(Collected data entries)
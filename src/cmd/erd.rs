//! Erd command implementation.

use super::output::write_output;
use anyhow::Result;
use modelscribe::erd::{self, Dialect, ErdView};
use std::path::PathBuf;

/// Run the erd command
pub fn run(
    registry: PathBuf,
    apps: Option<String>,
    dialect: String,
    exclude: Option<String>,
    output: Option<PathBuf>,
) -> Result<()> {
    // Reject a bad dialect before touching the registry
    let dialect: Dialect = dialect.parse()?;

    eprintln!(
        "Generating ERD: {} [dialect: {}]",
        registry.display(),
        dialect
    );

    let (_, models) = super::collect_models(&registry, apps.as_deref(), exclude.as_deref())?;

    if models.is_empty() {
        eprintln!("No models found for the selected apps.");
    }

    let view = ErdView::from_models(&models);
    let content = erd::render_view(&view, dialect);
    write_output(output.as_deref(), &content)?;

    if let Some(ref out_path) = output {
        eprintln!("ERD written to: {}", out_path.display());
    }

    eprintln!(
        "ERD: {} entities, {} columns, {} relationships",
        view.entity_count(),
        view.column_count(),
        view.edge_count()
    );

    Ok(())
}
//! JSON Schema generation for the registry document and `inspect` output.
//!
//! Schemas are generated using the schemars crate and can be exported via the
//! `schema` subcommand.

use schemars::{schema_for, Schema};
use std::collections::BTreeMap;

/// Returns every schema the tool publishes.
/// Uses BTreeMap for deterministic ordering (important for diffable output).
pub fn all_schemas() -> BTreeMap<&'static str, Schema> {
    let mut schemas = BTreeMap::new();

    // input document
    schemas.insert("registry", schema_for!(crate::registry::Registry));

    // inspect command output
    schemas.insert("inspect", schema_for!(crate::model::InspectOutput));

    schemas
}

/// Generate a single schema by name.
pub fn get_schema(name: &str) -> Option<Schema> {
    all_schemas().remove(name)
}

/// List all available schema names.
pub fn schema_names() -> Vec<&'static str> {
    all_schemas().keys().copied().collect()
}

#[cfg(test)]
mod tests {
    use super::*;

    #[test]
    fn test_schema_names() {
        assert_eq!(schema_names(), vec!["inspect", "registry"]);
    }

    #[test]
    fn test_registry_schema_mentions_fields() {
        let schema = get_schema("registry").unwrap();
        let json = serde_json::to_string(&schema).unwrap();
        assert!(json.contains("default_auto_field"));
        assert!(json.contains("max_length"));
        assert!(get_schema("missing").is_none());
    }
}
use tracing_subscriber::{fmt, layer::SubscriberExt, util::SubscriberInitExt, EnvFilter};

/// Initialize diagnostics logging on stderr.
///
/// `RUST_LOG` wins when set; otherwise `--verbose` selects `debug` and the
/// default is `warn`. Stdout is left to generated output.
pub fn init(verbose: bool) {
    let default_level = if verbose { "debug" } else { "warn" };
    let env_filter =
        EnvFilter::try_from_default_env().unwrap_or_else(|_| EnvFilter::new(default_level));

    let _ = tracing_subscriber::registry()
        .with(env_filter)
        .with(
            fmt::layer()
                .with_writer(std::io::stderr)
                .with_target(false)
                .without_time(),
        )
        .try_init();
}
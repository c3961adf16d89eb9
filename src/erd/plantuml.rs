//! PlantUML entity diagram output.

use super::view::ErdView;
use super::Dialect;

/// Generate a PlantUML entity diagram from an ERD view
pub fn to_plantuml(view: &ErdView) -> String {
    let mut output = String::new();

    output.push_str("@startuml\n\n");

    for entity in &view.entities {
        output.push_str(&format!("entity {} {{\n", escape_plantuml_id(&entity.name)));

        for col in &entity.columns {
            // `*` marks key attributes
            let marker = if col.is_primary_key { "*" } else { "" };
            output.push_str(&format!(
                "    {}{} : {}\n",
                marker,
                col.name,
                Dialect::PlantUml.type_name(col.storage)
            ));
        }

        output.push_str("}\n");
    }

    if !view.edges.is_empty() {
        output.push('\n');
    }

    for edge in &view.edges {
        output.push_str(&format!(
            "{} {} {}\n",
            escape_plantuml_id(&edge.from_entity),
            Dialect::PlantUml.cardinality(edge.cardinality),
            escape_plantuml_id(&edge.to_entity)
        ));
    }

    output.push_str("\n@enduml\n");
    output
}

fn escape_plantuml_id(s: &str) -> String {
    if s.chars().all(|c| c.is_alphanumeric() || c == '_') {
        s.to_string()
    } else {
        format!("\"{}\"", s.replace('"', "'"))
    }
}
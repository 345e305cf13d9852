//! Digest functions used by the checksum and address codecs.

use alloc::string::String;
use ripemd::Ripemd160;
use sha2::{Digest, Sha256};

/// A 160-bit hash (20 bytes), the identity carried by an address.
pub type Hash160 = [u8; 20];

/// A 256-bit hash (32 bytes).
pub type Hash256 = [u8; 32];

/// Double SHA256: SHA256(SHA256(data)).
///
/// The first four bytes of this digest form the Base58Check checksum.
#[inline]
pub fn double_sha256(data: &[u8]) -> Hash256 {
    let first = Sha256::digest(data);
    let second = Sha256::digest(first);
    let mut result = [0u8; 32];
    result.copy_from_slice(&second);
    result
}

/// Single SHA256 hash.
#[inline]
pub fn sha256(data: &[u8]) -> Hash256 {
    let hash = Sha256::digest(data);
    let mut result = [0u8; 32];
    result.copy_from_slice(&hash);
    result
}

/// Reduces a public key to the 160-bit identity encoded in an address.
pub trait PubKeyHasher {
    fn hash160(&self, pubkey: &[u8]) -> Hash160;
}

/// RIPEMD160(SHA256(pubkey)), the digest deployed Bitcoin-style networks use.
#[derive(Debug, Clone, Copy, Default)]
pub struct Sha256Ripemd160;

impl PubKeyHasher for Sha256Ripemd160 {
    fn hash160(&self, pubkey: &[u8]) -> Hash160 {
        let hash = Ripemd160::digest(Sha256::digest(pubkey));
        let mut result = [0u8; 20];
        result.copy_from_slice(&hash);
        result
    }
}

/// First 20 bytes of SHA256(pubkey).
///
/// Not interoperable with real networks. Kept to reproduce addresses made by
/// tooling that used this shortcut.
#[derive(Debug, Clone, Copy, Default)]
pub struct TruncatedSha256;

impl PubKeyHasher for TruncatedSha256 {
    fn hash160(&self, pubkey: &[u8]) -> Hash160 {
        let hash = sha256(pubkey);
        let mut result = [0u8; 20];
        result.copy_from_slice(&hash[..20]);
        result
    }
}

/// Lowercase hex rendering of a digest.
pub fn to_hex(hash: &[u8]) -> String {
    hex::encode(hash)
}
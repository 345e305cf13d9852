//! Serializable views of decoded addresses.

use b58addr_core::{Hash160, Network};
use serde::{Deserialize, Serialize};
use wasm_bindgen::prelude::*;

/// A decoded address, as handed to JavaScript.
#[derive(Debug, Clone, PartialEq, Eq, Serialize, Deserialize)]
pub struct AddressInfo {
    /// The version byte.
    pub version: u8,
    /// The 160-bit hash as lowercase hex.
    pub hash160: String,
    /// Name of the network whose P2PKH version matches, if any.
    pub network: Option<String>,
}

impl AddressInfo {
    /// Build the view of a decoded `(version, hash)` pair.
    pub fn new(version: u8, hash: &Hash160) -> Self {
        let network = [Network::Mainnet, Network::Testnet]
            .into_iter()
            .find(|n| n.p2pkh_version() == version)
            .map(|n| n.name().to_string());

        AddressInfo {
            version,
            hash160: hex::encode(hash),
            network,
        }
    }

    /// Convert to JS value.
    pub fn to_js(&self) -> Result<JsValue, JsValue> {
        serde_wasm_bindgen::to_value(self)
            .map_err(|e| JsValue::from_str(&format!("Serialization error: {:?}", e)))
    }
}
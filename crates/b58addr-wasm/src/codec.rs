//! JavaScript entry points for the codec.

use b58addr_core::{address, base58, check, Hash160, Network, Sha256Ripemd160};
use wasm_bindgen::prelude::*;
use crate::info::AddressInfo;

/// Encode bytes as Base58.
#[wasm_bindgen]
pub fn encode_base58(bytes: &[u8]) -> String {
    base58::encode(bytes)
}

/// Decode Base58 text to bytes.
#[wasm_bindgen]
pub fn decode_base58(text: &str) -> Result<Vec<u8>, JsValue> {
    base58::decode(text).map_err(|e| JsValue::from_str(&e.to_string()))
}

/// Encode bytes as Base58Check.
#[wasm_bindgen]
pub fn encode_base58_check(bytes: &[u8]) -> String {
    check::encode_check(bytes)
}

/// Decode Base58Check text and verify its checksum.
#[wasm_bindgen]
pub fn decode_base58_check(text: &str) -> Result<Vec<u8>, JsValue> {
    check::decode_check(text).map_err(|e| JsValue::from_str(&e.to_string()))
}

/// Encode a 20-byte hash, given as hex, as an address.
#[wasm_bindgen]
pub fn hash_to_address(version: u8, hash_hex: &str) -> Result<String, JsValue> {
    let hash = parse_hash160(hash_hex).map_err(|e| JsValue::from_str(&e))?;
    Ok(address::hash_to_address(version, &hash))
}

/// Decode an address accepting versions up to `max_version`.
#[wasm_bindgen]
pub fn address_to_hash(text: &str, max_version: u8) -> Result<JsValue, JsValue> {
    decode_address_info(text, max_version)
        .map_err(|e| JsValue::from_str(&e))?
        .to_js()
}

/// Check whether an address decodes with a version up to `max_version`.
#[wasm_bindgen]
pub fn is_valid_address(text: &str, max_version: u8) -> bool {
    address::is_valid_address(text, max_version)
}

/// Derive the P2PKH address of a public key on the named network.
#[wasm_bindgen]
pub fn pubkey_to_address(pubkey: &[u8], network: &str) -> Result<String, JsValue> {
    let version = network_version(network).map_err(|e| JsValue::from_str(&e))?;
    Ok(address::pubkey_to_address(version, pubkey, &Sha256Ripemd160))
}

/// Parse a hex-encoded 160-bit hash.
pub fn parse_hash160(hash_hex: &str) -> Result<Hash160, String> {
    let bytes = hex::decode(hash_hex.trim())
        .map_err(|e| format!("Invalid hash hex: {}", e))?;

    if bytes.len() != 20 {
        return Err(format!("Hash must be 20 bytes, got {}", bytes.len()));
    }

    let mut hash = [0u8; 20];
    hash.copy_from_slice(&bytes);
    Ok(hash)
}

/// Look up the P2PKH version byte of a network name.
pub fn network_version(network: &str) -> Result<u8, String> {
    Network::from_str(network)
        .map(|n| n.p2pkh_version())
        .ok_or_else(|| format!("Invalid network: {}", network))
}

/// Decode an address into its serializable view.
pub fn decode_address_info(text: &str, max_version: u8) -> Result<AddressInfo, String> {
    let (version, hash) = address::address_to_hash(text, max_version)
        .map_err(|e| format!("Invalid address: {}", e))?;
    Ok(AddressInfo::new(version, &hash))
}
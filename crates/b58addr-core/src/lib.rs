//! Base58 address codec.
//!
//! This crate provides pure Rust implementations of:
//! - Arbitrary-precision base-256 to base-58 conversion
//! - Base58 encoding and decoding with leading-zero preservation
//! - Base58Check (double SHA256 checksum) encoding and verification
//! - Version-byte addresses over a 160-bit hash

#![cfg_attr(not(feature = "std"), no_std)]

extern crate alloc;

pub mod address;
pub mod base58;
pub mod bignum;
pub mod check;
pub mod hash;
pub mod network;

pub use address::{
    address_to_hash, hash_to_address, is_valid_address, pubkey_to_address, AddressError, ErrorKind,
};
pub use base58::{decode, encode, Base58Error};
pub use check::{decode_check, encode_check, CheckError};
pub use hash::{double_sha256, Hash160, Hash256, PubKeyHasher, Sha256Ripemd160, TruncatedSha256};
pub use network::{Network, ADDRESS_VERSION};
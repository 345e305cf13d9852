//! WebAssembly bindings for the Base58 address codec.
//!
//! This crate provides JavaScript-accessible APIs for:
//! - Base58 and Base58Check encoding and decoding
//! - Address encoding, decoding and validation
//! - Deriving addresses from public keys

use wasm_bindgen::prelude::*;

pub mod codec;
pub mod info;

// Re-export main types for JS access
pub use codec::{address_to_hash, hash_to_address, is_valid_address, pubkey_to_address};
pub use info::AddressInfo;

/// Initialize the WASM module with better panic messages.
#[wasm_bindgen(start)]
pub fn init() {
    #[cfg(feature = "console_error_panic_hook")]
    console_error_panic_hook::set_once();
}

/// Get the library version.
#[wasm_bindgen]
pub fn version() -> String {
    env!("CARGO_PKG_VERSION").to_string()
}

/// Log to the browser console.
#[wasm_bindgen]
pub fn console_log(message: &str) {
    web_sys::console::log_1(&JsValue::from_str(message));
}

● INSTRUCTIONS FOR THE TASK: Word for word, output the lines of the data from its first line through the line where "for diffable output)." appears, and stop there.

● SOLUTION FOR THIS TASK:
filename src/cmd/erd.rs
//! Erd command implementation.

use super::output::write_output;
use anyhow::Result;
use modelscribe::erd::{self, Dialect, ErdView};
use std::path::PathBuf;

/// Run the erd command
pub fn run(
    registry: PathBuf,
    apps: Option<String>,
    dialect: String,
    exclude: Option<String>,
    output: Option<PathBuf>,
) -> Result<()> {
    // Reject a bad dialect before touching the registry
    let dialect: Dialect = dialect.parse()?;

    eprintln!(
        "Generating ERD: {} [dialect: {}]",
        registry.display(),
        dialect
    );

    let (_, models) = super::collect_models(&registry, apps.as_deref(), exclude.as_deref())?;

    if models.is_empty() {
        eprintln!("No models found for the selected apps.");
    }

    let view = ErdView::from_models(&models);
    let content = erd::render_view(&view, dialect);
    write_output(output.as_deref(), &content)?;

    if let Some(ref out_path) = output {
        eprintln!("ERD written to: {}", out_path.display());
    }

    eprintln!(
        "ERD: {} entities, {} columns, {} relationships",
        view.entity_count(),
        view.column_count(),
        view.edge_count()
    );

    Ok(())
}
//! JSON Schema generation for the registry document and `inspect` output.
//!
//! Schemas are generated using the schemars crate and can be exported via the
//! `schema` subcommand.

use schemars::{schema_for, Schema};
use std::collections::BTreeMap;

/// Returns every schema the tool publishes.
/// Uses BTreeMap for deterministic ordering (important for diffable output).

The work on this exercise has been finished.